Withdrawing the deep midfielder for a winger to turn a 4-3-3 into a 4-2-3-1 is not a bad idea when chasing a goal late in the game. However, the 4-2-3-1 is an expansive formation, one that relies on ball movement up the pitch through the double-pivot midfielders, and then using the attacking midfielders to pressure the top of the opponent’s box.

As an example, see last season’s fixture at Southampton. Chelsea went down 2-0 in the 60′. Antonio Conte made a double substitution before the restart: he exchanged Alvaro Morata for Olivier Giroud, and brought off Davide Zappacosta in favour of Pedro. This took Chelsea from their 3-4-3 with Zappacosta as right wing-back to a 4-2-3-1. Marcos Alonso dropped into the back line at left-back, Pedro joined Willian and Eden Hazard in the line of attacking midfielders behind Giroud, and N’Golo Kante and Cesc Fabregas adjusted themselves in central midfield.

In under 10 minutes, Chelsea led 3-2 on two goals from Olivier Giroud flanking one from Eden Hazard.

By contrast, Maurizio Sarri’s third substitution – Willian for Pedro – conflicted with his first: Ruben Loftus-Cheek for Mateo Kovacic. On its own, Loftus-Cheek for Kovacic is smart substitution and came at the right time in the game. Wolves were not peppering Chelsea on the counter-attack so they did not need Kovacic’s defensive acumen. Loftus-Cheek was far more likely to make direct runs that could get behind Wolves’ lines, or at least open a crease for Eden Hazard to run onto a through-ball.

Loftus-Cheek would be a good addition to the line of three attacking midfielders in a 4-2-3-1. But with Willian on for Jorginho, Loftus-Cheek needed to play alongside Kante in the double pivot. This is very much not in Loftus-Cheek’s skill set, nor is it the best use of his talents. In true Sarri fashion, Loftus-Cheek was not where he should have been and was where he should not have been.

Because Loftus-Cheek is an attacking midfielder, he naturally inched up to spend most his time with the other attacking midfielders. N’Golo Kante was frequently calling to Loftus-Cheek to come back onto his line.

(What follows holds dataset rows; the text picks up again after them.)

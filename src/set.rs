// used for the membership of a set
use roaring::RoaringBitmap;
use tracing::debug;

// used to print out readable forms of a set
use std::fmt;

use crate::config::Domain;
use crate::error::{FilesetsError, Result};
use crate::token::Operator;

// ------------- Set -------------
/// A set of IDs over a [`Domain`], together with the provenance of the
/// sub-expression that produced it.
///
/// The algebra consumes its operands: the left operand's bitset is reused for
/// the result and the right operand is dropped, so a set never has more than
/// one owner.
#[derive(Debug, Clone, PartialEq)]
pub struct Set {
    domain: Domain,
    members: RoaringBitmap,
    provenance: String,
}

impl Set {
    pub fn empty(domain: Domain, provenance: impl Into<String>) -> Self {
        Self {
            domain,
            members: RoaringBitmap::new(),
            provenance: provenance.into(),
        }
    }
    /// Builds a set from IDs, all of which must lie in the domain.
    pub fn from_ids<I>(domain: Domain, provenance: impl Into<String>, ids: I) -> Result<Self>
    where
        I: IntoIterator<Item = u32>,
    {
        let mut set = Self::empty(domain, provenance);
        for (position, id) in ids.into_iter().enumerate() {
            if !domain.contains(id) {
                return Err(FilesetsError::ValueOutOfRange {
                    origin: set.provenance,
                    line: position + 1,
                    value: id.to_string(),
                    max_id: domain.max_id(),
                });
            }
            set.members.insert(id);
        }
        Ok(set)
    }
    // Only reachable for ids already checked against the domain.
    pub(crate) fn from_bitmap(domain: Domain, provenance: String, members: RoaringBitmap) -> Self {
        Self {
            domain,
            members,
            provenance,
        }
    }
    pub fn domain(&self) -> Domain {
        self.domain
    }
    pub fn provenance(&self) -> &str {
        &self.provenance
    }
    pub fn contains(&self, id: u32) -> bool {
        self.members.contains(id)
    }
    pub fn len(&self) -> u64 {
        self.members.len()
    }
    pub fn is_empty(&self) -> bool {
        self.members.is_empty()
    }
    /// Members in ascending order.
    pub fn iter(&self) -> impl Iterator<Item = u32> + '_ {
        self.members.iter()
    }
    pub fn ids(&self) -> Vec<u32> {
        self.members.iter().collect()
    }

    pub fn union(mut self, other: Set) -> Result<Set> {
        self.check_domain(&other)?;
        self.members |= &other.members;
        Ok(self.record_binary(Operator::Union, other))
    }
    pub fn intersect(mut self, other: Set) -> Result<Set> {
        self.check_domain(&other)?;
        self.members &= &other.members;
        Ok(self.record_binary(Operator::Intersect, other))
    }
    /// Members of `self` that are not in `other`.
    pub fn difference(mut self, other: Set) -> Result<Set> {
        self.check_domain(&other)?;
        self.members -= &other.members;
        Ok(self.record_binary(Operator::Difference, other))
    }
    /// Complement relative to the whole domain.
    pub fn invert(mut self) -> Set {
        let mut complement = RoaringBitmap::new();
        complement.insert_range(1..=self.domain.max_id());
        complement -= &self.members;
        self.members = complement;
        self.provenance = format!("( {} {} )", Operator::Invert, self.provenance);
        debug!("{}", self.provenance);
        self
    }
    /// Applies a binary operator, consuming both operands.
    pub fn combine(self, operator: Operator, other: Set) -> Result<Set> {
        match operator {
            Operator::Union => self.union(other),
            Operator::Intersect => self.intersect(other),
            Operator::Difference => self.difference(other),
            Operator::Invert => Err(FilesetsError::Invariant(format!(
                "{} is not a binary operator",
                operator
            ))),
        }
    }

    // sets over different domains cannot be combined
    fn check_domain(&self, other: &Set) -> Result<()> {
        if self.domain != other.domain {
            return Err(FilesetsError::Invariant(format!(
                "{} is over {} but {} is over {}",
                self.provenance, self.domain, other.provenance, other.domain
            )));
        }
        Ok(())
    }
    fn record_binary(mut self, operator: Operator, other: Set) -> Set {
        self.provenance = format!("( {} {} {} )", self.provenance, operator, other.provenance);
        debug!("{}", self.provenance);
        self
    }
}

impl fmt::Display for Set {
    fn fmt(&self, f: &mut fmt::Formatter) -> fmt::Result {
        write!(f, "{} = {{", self.provenance)?;
        for (i, id) in self.members.iter().enumerate() {
            if i > 0 {
                write!(f, ", ")?;
            }
            write!(f, "{}", id)?;
        }
        write!(f, "}}")
    }
}
// Kept in its own test binary: the variables set here are process wide.
use filesets::config::Settings;

#[test]
fn environment_variables_are_read() {
    // SAFETY: this binary runs no other test that reads the environment.
    unsafe {
        std::env::set_var("FILESETS_MAX_ID", "42");
        std::env::set_var("FILESETS_SHUFFLE", "true");
    }
    let settings = Settings::load(None).unwrap();
    assert_eq!(settings.max_id, Some(42));
    assert!(settings.shuffle);
    assert!(!settings.verbose);
    assert_eq!(settings.domain().unwrap().max_id(), 42);
}
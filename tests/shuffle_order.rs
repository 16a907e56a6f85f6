use rand::rngs::StdRng;
use rand::SeedableRng;

use filesets::config::Domain;
use filesets::engine::Engine;
use filesets::set::Set;
use filesets::shuffle::{order_ids, shuffle_ids, OutputOrder};
use filesets::source::MemorySource;

#[test]
fn ascending_order_by_default() {
    let domain = Domain::new(100).unwrap();
    let set = Set::from_ids(domain, "s", [42, 7, 99, 1]).unwrap();
    assert_eq!(OutputOrder::default(), OutputOrder::Ascending);
    assert_eq!(order_ids(set, OutputOrder::Ascending), vec![1, 7, 42, 99]);
}

#[test]
fn shuffled_output_is_a_permutation() {
    let source = MemorySource::new().with("f", (1..=500).map(|i| format!("{i}\n")).collect::<String>());
    let engine = Engine::new(Domain::new(1000).unwrap(), &source);
    let ascending = engine.execute_collect("f", OutputOrder::Ascending).unwrap();
    let mut shuffled = engine.execute_collect("f", OutputOrder::Shuffled).unwrap();
    assert_eq!(shuffled.len(), ascending.len());
    // 500 elements landing back in order is practically impossible
    assert_ne!(shuffled, ascending);
    shuffled.sort_unstable();
    assert_eq!(shuffled, ascending);
}

#[test]
fn empty_set_gives_empty_output() {
    let domain = Domain::new(10).unwrap();
    assert!(order_ids(Set::empty(domain, "e"), OutputOrder::Shuffled).is_empty());
    assert!(order_ids(Set::empty(domain, "e"), OutputOrder::Ascending).is_empty());
}

#[test]
fn single_member_is_unchanged() {
    let mut ids = vec![5];
    shuffle_ids(&mut ids, &mut StdRng::seed_from_u64(1));
    assert_eq!(ids, vec![5]);
}

#[test]
fn seeded_shuffle_is_reproducible() {
    let mut first: Vec<u32> = (1..=50).collect();
    let mut second = first.clone();
    shuffle_ids(&mut first, &mut StdRng::seed_from_u64(7));
    shuffle_ids(&mut second, &mut StdRng::seed_from_u64(7));
    assert_eq!(first, second);
}

#[test]
fn positions_are_near_uniform() {
    const RUNS: usize = 6000;
    let mut rng = StdRng::seed_from_u64(2024);
    // counts[position][id - 1]
    let mut counts = [[0usize; 6]; 6];
    for _ in 0..RUNS {
        let mut ids: Vec<u32> = (1..=6).collect();
        shuffle_ids(&mut ids, &mut rng);
        for (position, id) in ids.iter().enumerate() {
            counts[position][*id as usize - 1] += 1;
        }
    }
    // each cell expects RUNS / 6 = 1000
    for row in counts.iter() {
        for &count in row.iter() {
            assert!((800..1200).contains(&count), "skewed shuffle: {counts:?}");
        }
    }
}
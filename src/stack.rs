use std::collections::VecDeque;
use std::collections::vec_deque::Iter;

use crate::error::{FilesetsError, Result};

pub const DEFAULT_CAPACITY: usize = 1024;

/// A capacity-checked stack that can also be drained from the front, so the
/// same container serves as operator stack, operand stack and postfix queue.
#[derive(Debug)]
pub struct BoundedStack<T> {
    items: VecDeque<T>,
    capacity: usize,
}

impl<T> BoundedStack<T> {
    pub fn new() -> Self {
        Self::with_capacity(DEFAULT_CAPACITY)
    }
    pub fn with_capacity(capacity: usize) -> Self {
        Self {
            items: VecDeque::new(),
            capacity,
        }
    }
    pub fn push(&mut self, item: T) -> Result<()> {
        if self.items.len() >= self.capacity {
            return Err(FilesetsError::StackCapacityExceeded {
                capacity: self.capacity,
            });
        }
        self.items.push_back(item);
        Ok(())
    }
    pub fn pop(&mut self) -> Option<T> {
        self.items.pop_back()
    }
    pub fn peek(&self) -> Option<&T> {
        self.items.back()
    }
    /// Removes the entry at the bottom.
    pub fn shift(&mut self) -> Option<T> {
        self.items.pop_front()
    }
    pub fn depth(&self) -> usize {
        self.items.len()
    }
    pub fn is_empty(&self) -> bool {
        self.items.is_empty()
    }
    pub fn capacity(&self) -> usize {
        self.capacity
    }
    /// Bottom to top.
    pub fn iter(&self) -> Iter<'_, T> {
        self.items.iter()
    }
}

impl<T> Default for BoundedStack<T> {
    fn default() -> Self {
        Self::new()
    }
}
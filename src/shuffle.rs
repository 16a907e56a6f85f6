// used to randomize the output order
use rand::rngs::StdRng;
use rand::{Rng, SeedableRng};
use tracing::debug;

use crate::set::Set;

#[derive(Debug, Clone, Copy, PartialEq, Eq, Default)]
pub enum OutputOrder {
    #[default]
    Ascending,
    Shuffled,
}

/// The IDs of `set`, ascending or shuffled.
pub fn order_ids(set: Set, order: OutputOrder) -> Vec<u32> {
    let mut ids = set.ids();
    if order == OutputOrder::Shuffled {
        let mut rng = StdRng::from_entropy();
        shuffle_ids(&mut ids, &mut rng);
        debug!("( R {} )", set.provenance());
    }
    ids
}

/// Fisher-Yates shuffle: for i from n - 1 down to 1, swap a[i] with a[j]
/// where 0 <= j <= i.
pub fn shuffle_ids<R: Rng + ?Sized>(ids: &mut [u32], rng: &mut R) {
    for i in (1..ids.len()).rev() {
        let j = rng.gen_range(0..=i);
        ids.swap(i, j);
    }
}
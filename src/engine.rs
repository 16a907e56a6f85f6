use tracing::debug;

use crate::config::Domain;
use crate::error::{FilesetsError, Result};
use crate::parse::{tokenize, to_postfix, Postfix};
use crate::set::Set;
use crate::shuffle::{order_ids, OutputOrder};
use crate::source::SetSource;
// used for the operand stack
use crate::stack::{BoundedStack, DEFAULT_CAPACITY};
use crate::token::{Operator, Token};

/// Turns an operand into a set, loading it from `source` if it is still a
/// file reference.
fn materialize(token: Token, source: &dyn SetSource, domain: Domain) -> Result<Set> {
    match token {
        Token::Set(set) => Ok(set),
        Token::FileRef(path) => source.load(&path, domain),
        other => Err(FilesetsError::Invariant(format!(
            "{} found where an operand was expected",
            other
        ))),
    }
}

fn apply(
    operator: Operator,
    operands: &mut BoundedStack<Token>,
    source: &dyn SetSource,
    domain: Domain,
) -> Result<Set> {
    if operands.depth() < operator.arity() {
        return Err(FilesetsError::InsufficientOperands { operator });
    }
    match operator {
        Operator::Invert => {
            let operand = pop_operand(operands)?;
            Ok(materialize(operand, source, domain)?.invert())
        }
        Operator::Union | Operator::Intersect | Operator::Difference => {
            // the operand pushed last is the right-hand side
            let right = pop_operand(operands)?;
            let left = pop_operand(operands)?;
            let left = materialize(left, source, domain)?;
            let right = materialize(right, source, domain)?;
            left.combine(operator, right)
        }
    }
}

fn pop_operand(operands: &mut BoundedStack<Token>) -> Result<Token> {
    operands
        .pop()
        .ok_or_else(|| FilesetsError::Invariant("operand stack drained".into()))
}

/// Runs a postfix sequence. File operands are loaded only when an operator
/// (or the final result) needs them.
pub fn evaluate(postfix: Postfix, source: &dyn SetSource, domain: Domain, capacity: usize) -> Result<Set> {
    let mut queue = postfix.into_queue();
    let mut operands: BoundedStack<Token> = BoundedStack::with_capacity(capacity);
    let mut step = 0;
    while let Some(token) = queue.shift() {
        match token {
            Token::Operator(operator) => {
                debug!(step, %operator, depth = operands.depth(), "applying");
                step += 1;
                let result = apply(operator, &mut operands, source, domain)?;
                operands.push(Token::Set(result))?;
            }
            Token::Paren(paren) => {
                return Err(FilesetsError::Invariant(format!(
                    "parenthesis {} in postfix sequence",
                    paren
                )));
            }
            operand => operands.push(operand)?,
        }
    }
    if operands.depth() != 1 {
        return Err(FilesetsError::InvalidExpressionResult {
            depth: operands.depth(),
        });
    }
    let result = materialize(pop_operand(&mut operands)?, source, domain)?;
    debug!(result = %result.provenance(), ids = result.len(), "evaluated");
    Ok(result)
}

/// Compiles and evaluates expressions against sets from one source.
pub struct Engine<'src> {
    domain: Domain,
    source: &'src dyn SetSource,
    capacity: usize,
}

impl<'src> Engine<'src> {
    pub fn new(domain: Domain, source: &'src dyn SetSource) -> Self {
        Self {
            domain,
            source,
            capacity: DEFAULT_CAPACITY,
        }
    }
    /// Bounds the converter's and evaluator's stacks to `capacity` entries.
    pub fn with_capacity(mut self, capacity: usize) -> Self {
        self.capacity = capacity;
        self
    }
    pub fn domain(&self) -> Domain {
        self.domain
    }
    pub fn compile(&self, expression: &str) -> Result<Postfix> {
        debug!(input = expression, "compiling");
        to_postfix(tokenize(expression), self.capacity)
    }
    pub fn evaluate(&self, postfix: Postfix) -> Result<Set> {
        evaluate(postfix, self.source, self.domain, self.capacity)
    }
    pub fn execute(&self, expression: &str) -> Result<Set> {
        let postfix = self.compile(expression)?;
        self.evaluate(postfix)
    }
    /// Evaluates `expression` and returns its IDs in the requested order.
    pub fn execute_collect(&self, expression: &str, order: OutputOrder) -> Result<Vec<u32>> {
        let set = self.execute(expression)?;
        Ok(order_ids(set, order))
    }
}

Kante needed Loftus-Cheek to drop back for several reasons. First, in offensive possession, the two holding midfielders are recycling options. They can each stay close to their triangles, allowing for quick interchanges and resetting the play. If one lingers amongst the attacking midfielders, the other cannot offer as much support because he ends up further from either or both sides.

Second, on the chance Wolves broke out, the Blues needed another midfielder in front of the centre-backs because they had their defence playing so high. The full-backs were almost fully forward, and David Luiz was nearly as close to Ruben Loftus-Cheek and the midfielders as he was to N’golo Kante and Antonio Rudiger minding the back.

The third reason hews closely to the second. Chelsea were playing so high up the pitch and Wolves were playing so deeply and compactly, the Blues had hardly any separation between their lines, let alone anything that could be recognized as and conveniently referred to as a 4-2-3-1. If Kante could find a bit of space between the defence and attackers he could put Chelsea in a 4-1-5, but quite often the Blues were in a 4-6. That is about as nonsensical and ineffective on both sides of the ball as it sounds.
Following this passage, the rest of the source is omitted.